Some key characteristics and traits cited by Taylor:
- The average annual discretionary income of the most likely customers is $862,000 per year; the average asset pool is $54.7 million; the median asset pool is $7 million.
- 65% of five-star travelers grew up middle class, lower middle class, or poor, while the remaining 35% were raised in the upper middle or wealthy classes.
- 53% of five-star travelers book lodging directly with a provider, and 67% buy tickets directly from airlines, the study shows. About one-third own a tablet and a smartphone.
- About 18% of the five-star wealth market is considered newbies, with one to five years in that category. About 35% have been wealthy for 6-14 years, and 48% have been wealthy 15 years or longer. “The art of being wealthy and spending and using money is developed over time.”

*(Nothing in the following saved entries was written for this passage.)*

impl RawConfig {
    /// Parse a TOML document
    ///
    /// # Errors
    /// If the document is not valid TOML or a value has the wrong type
    pub fn from_toml(document: &str) -> Result<Self, ConfigError> {
        Ok(toml::from_str(document)?)
    }

    /// Read and parse a TOML file
    ///
    /// # Errors
    /// If the file cannot be read or parsed
    pub fn from_file(path: &Path) -> Result<Self, ConfigError> {
        let document = std::fs::read_to_string(path).map_err(|source| ConfigError::Read {
            path: path.to_path_buf(),
            source,
        })?;

        Self::from_toml(&document)
    }

    /// Lay `overrides` on top of `self`; every value set in `overrides` wins.
    #[must_use]
    pub fn merge(mut self, overrides: Self) -> Self {
        let (relay, server, azure) = (overrides.relay, overrides.server, overrides.azure);

        overlay(&mut self.relay.address, relay.address);
        overlay(&mut self.relay.port, relay.port);
        overlay(&mut self.relay.banner, relay.banner);
        overlay(&mut self.relay.from_address, relay.from_address);
        overlay(&mut self.relay.domains, relay.domains);
        overlay(&mut self.relay.subnets, relay.subnets);
        overlay(&mut self.relay.log_level, relay.log_level);
        overlay(&mut self.relay.max_queue_length, relay.max_queue_length);
        overlay(&mut self.relay.enable_send_log, relay.enable_send_log);
        overlay(&mut self.relay.retain_log_days, relay.retain_log_days);
        overlay(&mut self.relay.send_queue_max_age, relay.send_queue_max_age);
        overlay(&mut self.relay.send_timeout, relay.send_timeout);
        overlay(&mut self.relay.message_retry, relay.message_retry);
        overlay(&mut self.relay.message_retry_delay, relay.message_retry_delay);
        overlay(&mut self.relay.workers, relay.workers);
        overlay(&mut self.relay.max_message_size, relay.max_message_size);
        overlay(&mut self.relay.command_timeout, relay.command_timeout);

        overlay(
            &mut self.server.server_restart_per_hour,
            server.server_restart_per_hour,
        );
        overlay(
            &mut self.server.server_restart_email,
            server.server_restart_email,
        );
        overlay(
            &mut self.server.server_restart_delay,
            server.server_restart_delay,
        );

        overlay(&mut self.azure.endpoint, azure.endpoint);
        overlay(&mut self.azure.api_version, azure.api_version);
        overlay(&mut self.azure.key, azure.key);
        overlay(&mut self.azure.tenant_id, azure.tenant_id);
        overlay(&mut self.azure.client_id, azure.client_id);
        overlay(&mut self.azure.client_secret, azure.client_secret);

        self
    }

    /// Apply defaults and check every value.
    ///
    /// # Errors
    /// The first missing or invalid value found
    pub fn validate(self) -> Result<RelayConfig, ConfigError> {
        let relay = self.relay;
        let server = self.server;

        let address = relay.address.as_deref().unwrap_or(defaults::ADDRESS);
        let address: IpAddr = address
            .trim()
            .parse()
            .map_err(|_| ConfigError::invalid("relay.address", format!("'{address}' is not an IP address")))?;
        let listen = SocketAddr::new(address, relay.port.unwrap_or(defaults::PORT));

        let from_address = relay
            .from_address
            .ok_or(ConfigError::MissingField("relay.from_address"))?;
        let from_address = parse_mailbox("relay.from_address", &from_address)?;

        let domains = relay
            .domains
            .ok_or(ConfigError::MissingField("relay.domains"))?
            .items()
            .iter()
            .map(|domain| parse_domain(domain))
            .collect::<Result<Vec<_>, _>>()?;
        if domains.is_empty() {
            return Err(ConfigError::MissingField("relay.domains"));
        }

        let subnets = relay
            .subnets
            .ok_or(ConfigError::MissingField("relay.subnets"))?
            .items()
            .iter()
            .map(|subnet| parse_subnet(subnet))
            .collect::<Result<Vec<_>, _>>()?;
        if subnets.is_empty() {
            return Err(ConfigError::MissingField("relay.subnets"));
        }

        let log_level = relay
            .log_level
            .map(|level| {
                logging::parse_level(&level).ok_or_else(|| {
                    ConfigError::invalid("relay.log_level", format!("unknown level '{level}'"))
                })
            })
            .transpose()?;

        let max_length = relay.max_queue_length.unwrap_or(defaults::MAX_QUEUE_LENGTH);
        if max_length == 0 {
            return Err(ConfigError::invalid(
                "relay.max_queue_length",
                "must be at least 1",
            ));
        }

        let workers = relay.workers.unwrap_or(defaults::WORKERS);
        if workers == 0 {
            return Err(ConfigError::invalid("relay.workers", "must be at least 1"));
        }

        let send_timeout = relay.send_timeout.unwrap_or(defaults::SEND_TIMEOUT_SECS);
        if send_timeout == 0 {
            return Err(ConfigError::invalid(
                "relay.send_timeout",
                "must be at least 1 second",
            ));
        }

        let command_timeout = relay
            .command_timeout
            .unwrap_or(defaults::COMMAND_TIMEOUT_SECS);
        if command_timeout == 0 {
            return Err(ConfigError::invalid(
                "relay.command_timeout",
                "must be at least 1 second",
            ));
        }

        let notify = server
            .server_restart_email
            .filter(|address| !address.trim().is_empty())
            .map(|address| parse_mailbox("server.server_restart_email", &address))
            .transpose()?;

        Ok(RelayConfig {
            listen,
            banner: relay.banner.unwrap_or_else(|| defaults::BANNER.to_owned()),
            from_address,
            domains,
            subnets,
            log_level,
            queue: QueueConfig {
                max_length,
                max_age: Duration::from_secs(
                    relay
                        .send_queue_max_age
                        .unwrap_or(defaults::SEND_QUEUE_MAX_AGE_SECS),
                ),
            },
            delivery: DeliveryConfig {
                send_timeout: Duration::from_secs(send_timeout),
                retry_limit: relay.message_retry.unwrap_or(defaults::MESSAGE_RETRY),
                retry_delay: Duration::from_secs(
                    relay
                        .message_retry_delay
                        .unwrap_or(defaults::MESSAGE_RETRY_DELAY_SECS),
                ),
                workers,
            },
            send_log: SendLogConfig {
                enabled: relay.enable_send_log.unwrap_or(defaults::ENABLE_SEND_LOG),
                retention: Duration::from_secs(
                    relay
                        .retain_log_days
                        .unwrap_or(defaults::RETAIN_LOG_DAYS)
                        .saturating_mul(86_400),
                ),
            },
            smtp: SmtpLimits {
                max_message_size: relay.max_message_size.unwrap_or(defaults::MAX_MESSAGE_SIZE),
                command_timeout: Duration::from_secs(command_timeout),
            },
            supervisor: SupervisorConfig {
                restart_budget: server
                    .server_restart_per_hour
                    .unwrap_or(defaults::RESTART_PER_HOUR),
                restart_delay: Duration::from_secs(
                    server
                        .server_restart_delay
                        .unwrap_or(defaults::RESTART_DELAY_SECS),
                ),
                notify,
            },
            api: self.azure.validate()?,
        })
    }
}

Luxury-based services that survive are those who reject sacrificing profit margin to preserve market share, Taylor said. It ultimately devalues a service and hurts the ability to recoup profits in the future. “This is not a market for economic cowards; this is a market for resolution. Be bold.
“This is an industry where the losers will disappear, Taylor said. “Discounting will approach the price of taxis. The new taxi in New York is the new benchmark. But it’s not good enough for craftsmanship, quality, and service in this industry. Those who outlast this problem are those who understand not to be cheap or skittish.”
He advised operators to define offers by what it does for clients now. “Put your service into the category of things people need; not only something they do when they want to.”
The veteran business traveler added, “I wouldn’t give up my limo.”